Counting task for the data below: how many lines hold the word "within"? Answer with the number only.

Data for review: Begin

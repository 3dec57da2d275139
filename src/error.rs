//! Error types for Backdrop.
//!
//! The particle field itself never fails: a missing surface or a zero-sized
//! viewport just produces an empty picture. The errors here come from the
//! edges around it: loading configuration, exporting snapshots, and opening
//! the native preview window.

use std::fmt;

/// Errors that can occur while loading or validating a configuration.
#[derive(Debug)]
pub enum ConfigError {
    /// Failed to read or write the configuration file.
    Io(std::io::Error),
    /// The configuration is not valid JSON for the expected shape.
    Json(serde_json::Error),
    /// The configuration parsed but holds an unusable value.
    Invalid(String),
}

impl fmt::Display for ConfigError {
    fn fmt(&self, f: &mut fmt::Formatter<'_>) -> fmt::Result {
        match self {
            ConfigError::Io(e) => write!(f, "Failed to access config file: {}", e),
            ConfigError::Json(e) => write!(f, "Failed to parse config: {}", e),
            ConfigError::Invalid(msg) => write!(f, "Invalid config: {}", msg),
        }
    }
}

impl std::error::Error for ConfigError {
    fn source(&self) -> Option<&(dyn std::error::Error + 'static)> {
        match self {
            ConfigError::Io(e) => Some(e),
            ConfigError::Json(e) => Some(e),
            ConfigError::Invalid(_) => None,
        }
    }
}

impl From<std::io::Error> for ConfigError {
    fn from(e: std::io::Error) -> Self {
        ConfigError::Io(e)
    }
}

impl From<serde_json::Error> for ConfigError {
    fn from(e: serde_json::Error) -> Self {
        ConfigError::Json(e)
    }
}

/// Errors that can occur while exporting a rendered frame.
#[derive(Debug)]
pub enum ExportError {
    /// Failed to encode the image.
    Image(image::ImageError),
    /// Failed to write the file.
    Io(std::io::Error),
    /// The pixel buffer does not match its declared dimensions.
    BufferSize { width: u32, height: u32, len: usize },
}

impl fmt::Display for ExportError {
    fn fmt(&self, f: &mut fmt::Formatter<'_>) -> fmt::Result {
        match self {
            ExportError::Image(e) => write!(f, "Failed to encode image: {}", e),
            ExportError::Io(e) => write!(f, "Failed to write image file: {}", e),
            ExportError::BufferSize { width, height, len } => write!(
                f,
                "Pixel buffer of {} bytes does not fit a {}x{} image",
                len, width, height
            ),
        }
    }
}

impl std::error::Error for ExportError {
    fn source(&self) -> Option<&(dyn std::error::Error + 'static)> {
        match self {
            ExportError::Image(e) => Some(e),
            ExportError::Io(e) => Some(e),
            ExportError::BufferSize { .. } => None,
        }
    }
}

impl From<image::ImageError> for ExportError {
    fn from(e: image::ImageError) -> Self {
        ExportError::Image(e)
    }
}

impl From<std::io::Error> for ExportError {
    fn from(e: std::io::Error) -> Self {
        ExportError::Io(e)
    }
}

/// Errors that can occur during GPU initialization for the preview window.
#[cfg(not(target_arch = "wasm32"))]
#[derive(Debug)]
pub enum GpuError {
    /// Failed to create a surface for rendering.
    SurfaceCreation(wgpu::CreateSurfaceError),
    /// No compatible GPU adapter found.
    NoAdapter,
    /// Failed to create GPU device.
    DeviceCreation(wgpu::RequestDeviceError),
}

#[cfg(not(target_arch = "wasm32"))]
impl fmt::Display for GpuError {
    fn fmt(&self, f: &mut fmt::Formatter<'_>) -> fmt::Result {
        match self {
            GpuError::SurfaceCreation(e) => write!(f, "Failed to create GPU surface: {}", e),
            GpuError::NoAdapter => write!(f, "No compatible GPU adapter found. Ensure your system has a GPU with WebGPU/Vulkan/Metal/DX12 support."),
            GpuError::DeviceCreation(e) => write!(f, "Failed to create GPU device: {}", e),
        }
    }
}

#[cfg(not(target_arch = "wasm32"))]
impl std::error::Error for GpuError {
    fn source(&self) -> Option<&(dyn std::error::Error + 'static)> {
        match self {
            GpuError::SurfaceCreation(e) => Some(e),
            GpuError::DeviceCreation(e) => Some(e),
            GpuError::NoAdapter => None,
        }
    }
}

#[cfg(not(target_arch = "wasm32"))]
impl From<wgpu::CreateSurfaceError> for GpuError {
    fn from(e: wgpu::CreateSurfaceError) -> Self {
        GpuError::SurfaceCreation(e)
    }
}

#[cfg(not(target_arch = "wasm32"))]
impl From<wgpu::RequestDeviceError> for GpuError {
    fn from(e: wgpu::RequestDeviceError) -> Self {
        GpuError::DeviceCreation(e)
    }
}

/// Errors that can occur when running the preview window.
#[cfg(not(target_arch = "wasm32"))]
#[derive(Debug)]
pub enum ViewerError {
    /// Failed to create or run the event loop.
    EventLoop(winit::error::EventLoopError),
    /// Failed to create window.
    Window(winit::error::OsError),
    /// GPU initialization failed.
    Gpu(GpuError),
    /// The configuration was rejected before opening a window.
    Config(ConfigError),
}

#[cfg(not(target_arch = "wasm32"))]
impl fmt::Display for ViewerError {
    fn fmt(&self, f: &mut fmt::Formatter<'_>) -> fmt::Result {
        match self {
            ViewerError::EventLoop(e) => write!(f, "Event loop error: {}", e),
            ViewerError::Window(e) => write!(f, "Failed to create window: {}", e),
            ViewerError::Gpu(e) => write!(f, "GPU error: {}", e),
            ViewerError::Config(e) => write!(f, "{}", e),
        }
    }
}

#[cfg(not(target_arch = "wasm32"))]
impl std::error::Error for ViewerError {
    fn source(&self) -> Option<&(dyn std::error::Error + 'static)> {
        match self {
            ViewerError::EventLoop(e) => Some(e),
            ViewerError::Window(e) => Some(e),
            ViewerError::Gpu(e) => Some(e),
            ViewerError::Config(e) => Some(e),
        }
    }
}

#[cfg(not(target_arch = "wasm32"))]
impl From<winit::error::EventLoopError> for ViewerError {
    fn from(e: winit::error::EventLoopError) -> Self {
        ViewerError::EventLoop(e)
    }
}

#[cfg(not(target_arch = "wasm32"))]
impl From<winit::error::OsError> for ViewerError {
    fn from(e: winit::error::OsError) -> Self {
        ViewerError::Window(e)
    }
}

#[cfg(not(target_arch = "wasm32"))]
impl From<GpuError> for ViewerError {
    fn from(e: GpuError) -> Self {
        ViewerError::Gpu(e)
    }
}

#[cfg(not(target_arch = "wasm32"))]
impl From<ConfigError> for ViewerError {
    fn from(e: ConfigError) -> Self {
        ViewerError::Config(e)
    }
}

#[cfg(test)]
mod tests {
    use super::*;
    use std::error::Error;

    #[test]
    fn test_invalid_config_message() {
        let err = ConfigError::Invalid("damping must be within 0..=1".into());
        assert_eq!(err.to_string(), "Invalid config: damping must be within 0..=1");
        assert!(err.source().is_none());
    }

    #[test]
    fn test_json_error_has_source() {
        let json_err = serde_json::from_str::<u32>("nope").unwrap_err();
        let err = ConfigError::from(json_err);
        assert!(err.source().is_some());
        assert!(err.to_string().starts_with("Failed to parse config"));
    }
}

Data for review: End

## Solution for this exercise
2